Porto Alegre, March 14, 2023 – The market begins to focus on the 2023 US crop of corn. The crop situation in Argentina is becoming the most relevant fact for 2023. A really difficult weather situation in the first quarter of 2023 limits any chance of recovery in production or yield within acceptable averages. The crop failure in Argentina forces more concentrated demand in the United States and Brazil. This is already happening with soybeans, but it has not yet become evident for corn. With weekly exports still discreet, USDA lowered its export projection for this business year in the United States and ended up raising ending stocks above market expectations. Now, the big new number will be announced on March 31, with the planting intentions, and the support to soybean prices and the behavior of corn prices may slightly change the trend of expansion of 4 million acres for corn this year.
Adjustments in the size of the Argentine crop carried out by Safras & Mercado, last week by cereal exchanges, and now by USDA, seem to show the consensus of the traumatic situation of the local crop. Despite climate projections showing a healthier two-month period in terms of rains, they ended up not occurring as expected or necessary for the maintenance of plantations. Besides this summer’s high temperatures and below-normal rainfall, there was a surprising frost over the Carnival weekend, which hit Córdoba and Buenos Aires, the two largest corn- and soybean-producing provinces. Frosts in the soybean blossoming and corn pollination stages are fatal for productivity. Then, temperatures returned to extreme heat, and the rains did not come to balance it out.
Now, between 23 and 31.5 million tons, we have all possible numbers for this 2023 soybean crop and from 31 to 38.5 million tons for corn.
Historical losses, which will still depend a lot on what is actually obtained during the harvest. Of course, this picture impacts both commodities. In the case of soybeans, the situation supports soymeal on the Chicago Board of Trade (CBOT), but it has not been able to give the same support to soybeans because of the large Brazilian crop and the US stocks, which are low but do not cause any shortage.
The Argentine government adopted an important decision on corn last week. It communicated to exporters that the already registered export commitments could be fulfilled with the 2024 crop, that is, not being penalized for registrations and lack of shipment in 2023. On the one hand, this allows Argentina to maintain its internal supply, but on the other severely limits this year’s export volumes, currently set by the government at 20 million tons in the business year. Argentina does not need imports, but its absence from the international market will cause demand to shift to other exporters. A strong sequence of washouts to change origin could be the highlight of the coming few weeks, which by the way is already happening in the soybean complex. The Argentine government will only bring its official numbers in April.

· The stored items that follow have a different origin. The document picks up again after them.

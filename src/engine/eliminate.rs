//! Candidate elimination
//!
//! After feedback is observed for a guess, only the words that would have
//! produced exactly that feedback remain possible.

use crate::core::{Feedback, Word};

/// Filter `set` down to the words consistent with `observed` for `guess`.
///
/// Pure and order-preserving; the input is untouched and a fresh vector is
/// returned. An empty result is a legitimate outcome (no known word fits the
/// observed feedback) and is handled by the session's fallback policy.
#[must_use]
pub fn eliminate(set: &[Word], guess: &Word, observed: Feedback) -> Vec<Word> {
    set.iter()
        .filter(|word| Feedback::score(guess, word) == observed)
        .cloned()
        .collect()
}
//! Interactive advisor mode
//!
//! Proposes a guess, reads the feedback the real game gave, and narrows the
//! candidate sets until the word is confirmed or nothing fits.

use crate::core::Feedback;
use crate::engine::PartitionStats;
use crate::game::{GameState, Session};
use crate::output::formatters::feedback_row;
use colored::Colorize;
use std::io::{self, Write};

/// Run the interactive prompt loop over a session.
///
/// Feedback is one token per guess: five characters from `0`/`B` (absent),
/// `1`/`Y` (misplaced), `2`/`G` (correct). Malformed tokens re-prompt without
/// touching the game state; `quit` leaves the loop.
///
/// # Errors
/// Returns an error on stdin/stdout failure.
pub fn run_play(session: &mut Session) -> Result<(), String> {
    println!("\nHow to play: enter each proposed word in Wordle, then type the");
    println!("response back, one character per letter:");
    println!("  0 or B  letter absent");
    println!("  1 or Y  letter present, wrong position");
    println!("  2 or G  letter in the correct position");
    println!("Type 'quit' to stop.\n");

    loop {
        match session.state().clone() {
            GameState::AwaitingGuess => {
                let candidates = session.candidates().to_vec();
                let round = session.round();
                let guess = session.propose();

                let stats = PartitionStats::compute(&guess, &candidates);
                println!("{}", "=====".bright_black());
                println!(
                    "Round {round}: {}",
                    guess.text().to_uppercase().bright_yellow().bold()
                );
                if stats.is_member {
                    println!(" * Member of the current candidate set");
                }
                println!(" * Candidate partitions: {}", stats.classes);
                println!(" * Largest partition:    {}", stats.worst);
                println!("{}", "=====".bright_black());

                let Some(feedback) = read_feedback(&guess.text().to_uppercase())? else {
                    println!("\nStopping here. Good luck!");
                    return Ok(());
                };
                println!("  {}", feedback_row(feedback));

                session.observe(feedback);

                if session.fallback_promoted() {
                    println!(
                        "{}",
                        "Out of candidates, switching to the fallback list.".yellow()
                    );
                }
                if let GameState::AwaitingGuess = session.state() {
                    let left = session.candidates().len();
                    println!("Candidates left: {left}");
                    if left <= 10 {
                        for word in session.candidates() {
                            print!("{}, ", word.text().to_uppercase());
                        }
                        println!();
                    }
                }
            }
            GameState::Solved { word, rounds } => {
                println!(
                    "\n{}",
                    format!(
                        "Answer: {}, found in {rounds} rounds.",
                        word.text().to_uppercase()
                    )
                    .green()
                    .bold()
                );
                return Ok(());
            }
            GameState::Exhausted => {
                println!(
                    "\n{}",
                    "No known word fits that feedback. No idea!".red().bold()
                );
                return Ok(());
            }
            GameState::AwaitingFeedback => {
                // unreachable: this loop always observes right after proposing
                return Ok(());
            }
        }
    }
}

/// Prompt until a well-formed feedback token (or `quit`) arrives.
///
/// Returns `None` when the user quits.
fn read_feedback(guess: &str) -> Result<Option<Feedback>, String> {
    loop {
        print!("{guess} ----> ");
        io::stdout().flush().map_err(|e| e.to_string())?;

        let mut input = String::new();
        io::stdin()
            .read_line(&mut input)
            .map_err(|e| e.to_string())?;
        let token = input.trim();

        if token.eq_ignore_ascii_case("quit") {
            return Ok(None);
        }

        if let Some(feedback) = Feedback::from_response(token) {
            return Ok(Some(feedback));
        }

        println!(
            "{}",
            "Invalid response: five characters, each 0/B, 1/Y or 2/G.".red()
        );
    }
}
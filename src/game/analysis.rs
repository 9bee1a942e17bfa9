//! Self-play simulation and batch analysis
//!
//! Replaces the human at the prompt with the scorer: feedback is computed
//! against a known hidden word, which turns the interactive loop into a
//! benchmark of the selection policy.

use super::session::{GameState, Session};
use crate::core::{Feedback, Word};
use crate::engine::EngineConfig;
use std::collections::HashMap;
use std::time::{Duration, Instant};

/// Outcome of simulating one hidden word
#[derive(Debug, Clone)]
pub struct SimulationResult {
    /// The hidden word played against
    pub hidden: Word,
    /// Rounds played, counting the solving guess
    pub rounds: u32,
    /// Guesses made with the feedback each received
    pub trace: Vec<(Word, Feedback)>,
    /// Whether the hidden word was confirmed
    pub solved: bool,
}

/// Aggregate statistics over a reference set
#[derive(Debug)]
pub struct AnalysisReport {
    /// Number of games simulated
    pub games: usize,
    /// Games that ended in `Solved`
    pub solved: usize,
    /// Sum of rounds over solved games
    pub total_rounds: u64,
    /// Mean rounds per solved game
    pub mean_rounds: f64,
    /// Solved games per round count
    pub distribution: HashMap<u32, usize>,
    /// Longest solved game
    pub max_rounds: u32,
    /// Wall-clock time for the whole run
    pub duration: Duration,
}

/// Play one full game against `hidden`, with feedback computed by the scorer.
///
/// Termination relies on the reference set being drawn from the dictionary:
/// some guess then always splits the remaining candidates, so the session
/// reaches `Solved` (hidden word in the candidate seed) or `Exhausted`.
#[must_use]
pub fn simulate(
    dictionary: &[Word],
    candidates: &[Word],
    hidden: &Word,
    config: &EngineConfig,
) -> SimulationResult {
    let mut session = Session::new(
        dictionary.to_vec(),
        candidates.to_vec(),
        Vec::new(),
        config.clone(),
    );
    let mut trace = Vec::new();

    while matches!(session.state(), GameState::AwaitingGuess) {
        let guess = session.propose();
        let feedback = Feedback::score(&guess, hidden);
        trace.push((guess, feedback));
        session.observe(feedback);
    }

    let (solved, rounds) = match session.state() {
        GameState::Solved { rounds, .. } => (true, *rounds),
        _ => (false, trace.len() as u32),
    };

    SimulationResult {
        hidden: hidden.clone(),
        rounds,
        trace,
        solved,
    }
}

/// Simulate every word in `reference` and aggregate round counts.
///
/// `on_game` is invoked once per finished game, in order; the analyze command
/// uses it to advance its progress bar.
pub fn run_analysis(
    dictionary: &[Word],
    candidates: &[Word],
    reference: &[Word],
    config: &EngineConfig,
    mut on_game: impl FnMut(&SimulationResult),
) -> AnalysisReport {
    let start = Instant::now();

    let mut solved = 0;
    let mut total_rounds = 0u64;
    let mut max_rounds = 0;
    let mut distribution: HashMap<u32, usize> = HashMap::new();

    for hidden in reference {
        let result = simulate(dictionary, candidates, hidden, config);
        if result.solved {
            solved += 1;
            total_rounds += u64::from(result.rounds);
            max_rounds = max_rounds.max(result.rounds);
            *distribution.entry(result.rounds).or_insert(0) += 1;
        }
        on_game(&result);
    }

    let mean_rounds = if solved > 0 {
        total_rounds as f64 / solved as f64
    } else {
        0.0
    };

    AnalysisReport {
        games: reference.len(),
        solved,
        total_rounds,
        mean_rounds,
        distribution,
        max_rounds,
        duration: start.elapsed(),
    }
}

With all this scenario of losses in the Argentine crop and the limitations of sales by Brazil in the first half of the year, it was expected that there would already be some shift of export demand to US corn. However, weekly sales remain without enthusiasm, and the highlight of this March USDA report was the cut in the US export projection. Historic crop failure in Argentina and US exports not moving forward? This is the most obvious symptom that Brazilian sales in 2022 were strong and still in February and March. Would this have been enough to supply import markets in the first half of the year without causing greater convergence toward US corn? The data seem to confirm this movement, which now holds prices on the CBOT.

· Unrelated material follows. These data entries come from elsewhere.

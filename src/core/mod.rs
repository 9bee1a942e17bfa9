//! Core domain types
//!
//! The fundamental types of the game: validated words and packed feedback
//! codes. Everything here is pure and has no I/O.

mod feedback;
mod word;

pub use feedback::{Feedback, FEEDBACK_COUNT};
pub use word::{Word, WordError, WORD_LEN};
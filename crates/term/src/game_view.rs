//! GameView: maps a `core::FlightSnapshot` into draw commands.
//!
//! This module is pure (no I/O). It can be unit-tested.
//!
//! Draw order per frame: ground, collectibles, plane, HUD, overlays. Later
//! layers overwrite earlier ones (the control legend sits on top of the ground).

use crate::core::FlightSnapshot;
use crate::fb::{Canvas, CellStyle, FrameBuffer, Rgb};
use crate::types::COLLECT_FLASH_TICKS;

pub const GROUND_GLYPH: char = '#';
pub const COLLECTIBLE_GLYPH: char = '*';
pub const PLANE_GLYPH: &str = ">-o";
pub const CRASHED_GLYPH: &str = "X*X";
pub const CONTROLS_LEGEND: &str = "W=Up S=Down Q=Quit";

/// Terminal viewport dimensions.
#[derive(Debug, Clone, Copy, PartialEq, Eq)]
pub struct Viewport {
    pub width: u16,
    pub height: u16,
}

impl Viewport {
    pub fn new(width: u16, height: u16) -> Self {
        Self { width, height }
    }
}

#[derive(Debug, Clone, Copy)]
struct Palette {
    ground: CellStyle,
    collectible: CellStyle,
    plane: CellStyle,
    wreck: CellStyle,
    hud: CellStyle,
    flash: CellStyle,
    banner: CellStyle,
}

impl Default for Palette {
    fn default() -> Self {
        Self {
            ground: CellStyle::fg(Rgb::new(110, 170, 70)),
            collectible: CellStyle::fg(Rgb::new(245, 200, 66)).bold(),
            plane: CellStyle::fg(Rgb::new(255, 255, 255)).bold(),
            wreck: CellStyle::fg(Rgb::new(230, 70, 50)).bold(),
            hud: CellStyle::default(),
            flash: CellStyle::fg(Rgb::new(245, 200, 66)).bold(),
            banner: CellStyle::fg(Rgb::new(255, 255, 255)).bold(),
        }
    }
}

/// A lightweight terminal renderer for the flight game.
#[derive(Debug, Clone)]
pub struct GameView {
    palette: Palette,
    show_hud: bool,
}

impl Default for GameView {
    fn default() -> Self {
        Self::new()
    }
}

impl GameView {
    pub fn new() -> Self {
        Self {
            palette: Palette::default(),
            show_hud: true,
        }
    }

    pub fn with_hud(mut self, show_hud: bool) -> Self {
        self.show_hud = show_hud;
        self
    }

    /// Render the current game state into an existing framebuffer.
    ///
    /// Callers can reuse a framebuffer across frames; it is only resized when
    /// the terminal size changes.
    pub fn render_into(&self, snap: &FlightSnapshot, viewport: Viewport, fb: &mut FrameBuffer) {
        fb.resize(viewport.width, viewport.height);
        self.draw(snap, fb);
    }

    /// Convenience helper that allocates a new framebuffer.
    pub fn render(&self, snap: &FlightSnapshot, viewport: Viewport) -> FrameBuffer {
        let mut fb = FrameBuffer::new(viewport.width, viewport.height);
        self.render_into(snap, viewport, &mut fb);
        fb
    }

    /// Emit the full draw sequence for one frame onto any canvas.
    pub fn draw<C: Canvas + ?Sized>(&self, snap: &FlightSnapshot, canvas: &mut C) {
        canvas.clear();
        self.draw_ground(snap, canvas);
        self.draw_collectibles(snap, canvas);
        self.draw_plane(snap, canvas);
        if self.show_hud {
            self.draw_hud(snap, canvas);
        }
        self.draw_overlays(snap, canvas);
    }

    fn draw_ground<C: Canvas + ?Sized>(&self, snap: &FlightSnapshot, canvas: &mut C) {
        let bottom = snap.screen_height as i32 - 1;
        for (x, &h) in snap.terrain.iter().enumerate() {
            for y in 0..h as i32 {
                canvas.draw_char(bottom - y, x as i32, GROUND_GLYPH, self.palette.ground);
            }
        }
    }

    fn draw_collectibles<C: Canvas + ?Sized>(&self, snap: &FlightSnapshot, canvas: &mut C) {
        for c in &snap.collectibles {
            canvas.draw_char(c.y, c.x, COLLECTIBLE_GLYPH, self.palette.collectible);
        }
    }

    fn draw_plane<C: Canvas + ?Sized>(&self, snap: &FlightSnapshot, canvas: &mut C) {
        let (glyph, style) = if snap.crashed() {
            (CRASHED_GLYPH, self.palette.wreck)
        } else {
            (PLANE_GLYPH, self.palette.plane)
        };
        canvas.draw_text(snap.plane_y, snap.plane_x, glyph, style);
    }

    fn draw_hud<C: Canvas + ?Sized>(&self, snap: &FlightSnapshot, canvas: &mut C) {
        let style = self.palette.hud;
        let lines = [
            format!("Altitude: {:3}", snap.display_altitude as i32),
            format!("Velocity: {:5.1}", snap.velocity),
            format!("Distance: {}", snap.distance),
            format!("Time: {:.1}s", snap.time_survived_secs),
            format!("Bonus: {}", snap.collectible_count),
            format!("Score: {}", snap.score),
            format!("High Score: {}", snap.high_score),
        ];
        for (i, line) in lines.iter().enumerate() {
            canvas.draw_text(1 + i as i32, 2, line, style);
        }
        canvas.draw_text(snap.screen_height as i32 - 2, 2, CONTROLS_LEGEND, style);
    }

    fn draw_overlays<C: Canvas + ?Sized>(&self, snap: &FlightSnapshot, canvas: &mut C) {
        if !snap.crashed() {
            if snap.collect_flash_active(COLLECT_FLASH_TICKS) {
                let text = format!("+{} BONUS!", snap.last_collect_points);
                canvas.draw_text(snap.plane_y - 1, snap.plane_x, &text, self.palette.flash);
            }
            return;
        }

        let mid = snap.screen_height as i32 / 2;
        let width = snap.screen_width as i32;
        let style = self.palette.banner;

        draw_centered(canvas, mid - 1, width, "*** CRASHED! ***", style);

        let mut summary = format!("Final Score: {}", snap.score);
        if snap.reached_high_score() {
            summary.push_str(" - NEW HIGH SCORE!");
        }
        draw_centered(canvas, mid, width, &summary, style);
        draw_centered(canvas, mid + 1, width, "Press Q to quit", self.palette.hud);
    }
}

fn draw_centered<C: Canvas + ?Sized>(
    canvas: &mut C,
    row: i32,
    width: i32,
    text: &str,
    style: CellStyle,
) {
    let len = text.chars().count() as i32;
    let col = ((width - len) / 2).max(0);
    canvas.draw_text(row, col, text, style);
}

With rising stocks in the United States, the market is still experiencing this export movement and the impact on prices. However, as of this week, the market is starting to place its bets on the Planting Intentions report for the 2023 season. The crop failure in Argentina has brought good price support for soybeans, which have not been able to find new highs, but could be in a clear downward direction without this information from South America. So, we have seen an improvement in the soybean price curve until November for soybeans, with the November contract on the CBOT operating closer to USD 14/bushel.

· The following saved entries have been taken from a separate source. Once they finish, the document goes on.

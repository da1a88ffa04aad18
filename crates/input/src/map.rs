//! Key mapping from terminal events to game keys.

use crate::types::Key;
use crossterm::event::{KeyCode, KeyEvent, KeyModifiers};

/// Map keyboard input to a game key. Unmapped keys are `None` (neutral pitch).
pub fn map_key_event(key: KeyEvent) -> Option<Key> {
    if should_quit(key) {
        return Some(Key::Quit);
    }
    match key.code {
        KeyCode::Up | KeyCode::Char('w') | KeyCode::Char('W') => Some(Key::Up),
        KeyCode::Down | KeyCode::Char('s') | KeyCode::Char('S') => Some(Key::Down),
        _ => None,
    }
}

/// Check if key should quit the game.
pub fn should_quit(key: KeyEvent) -> bool {
    matches!(
        key.code,
        KeyCode::Char('q') | KeyCode::Char('Q') | KeyCode::Esc
    ) || (key.code == KeyCode::Char('c') && key.modifiers.contains(KeyModifiers::CONTROL))
}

On the other hand, we can see a flattening of the corn price curve for the second half of the year, also in the short term. The market has the May contract now closer to USD 6.10 and September closer to USD 5.60/bushel. This inversion of corn and soybean curves may also influence planting decisions for the US crop. There has been consensus for growth in the corn area by 2 to 4 million acres, while the soybean acreage would remain stable. The price movement can fairly contain the increase in corn area and distribute a little more area for soybeans.
Planting begins in the Midwest from April 20, depending on early spring weather conditions. Texas has an earlier start also due to irrigation. April and May have weather maps showing normal to above-normal rainfall for the entire producing region. Perhaps some influence from the arrival of El Nino. However, excessive rainfall is not a comfortable situation for planting, as it hinders the entrance of machines into the fields due to soil conditions. In 2019, corn and soybeans had a large part of the cultivated area outside the window, which runs until May 30 for corn and June 15 for soybeans, and created a strong speculative environment already in this planting period. Could that 2019 situation be repeated? These movements are only speculative as, technically, the 2019 crop planted later than usual set record yields.
Another important piece of data from the USDA report was the new rise in exports from Ukraine, showing that, despite the war, export channels are working. There were no changes in the European scenario, but it should be noted that the 2023 European crop tends to recover and decrease the intensity of imports by the bloc from September onward.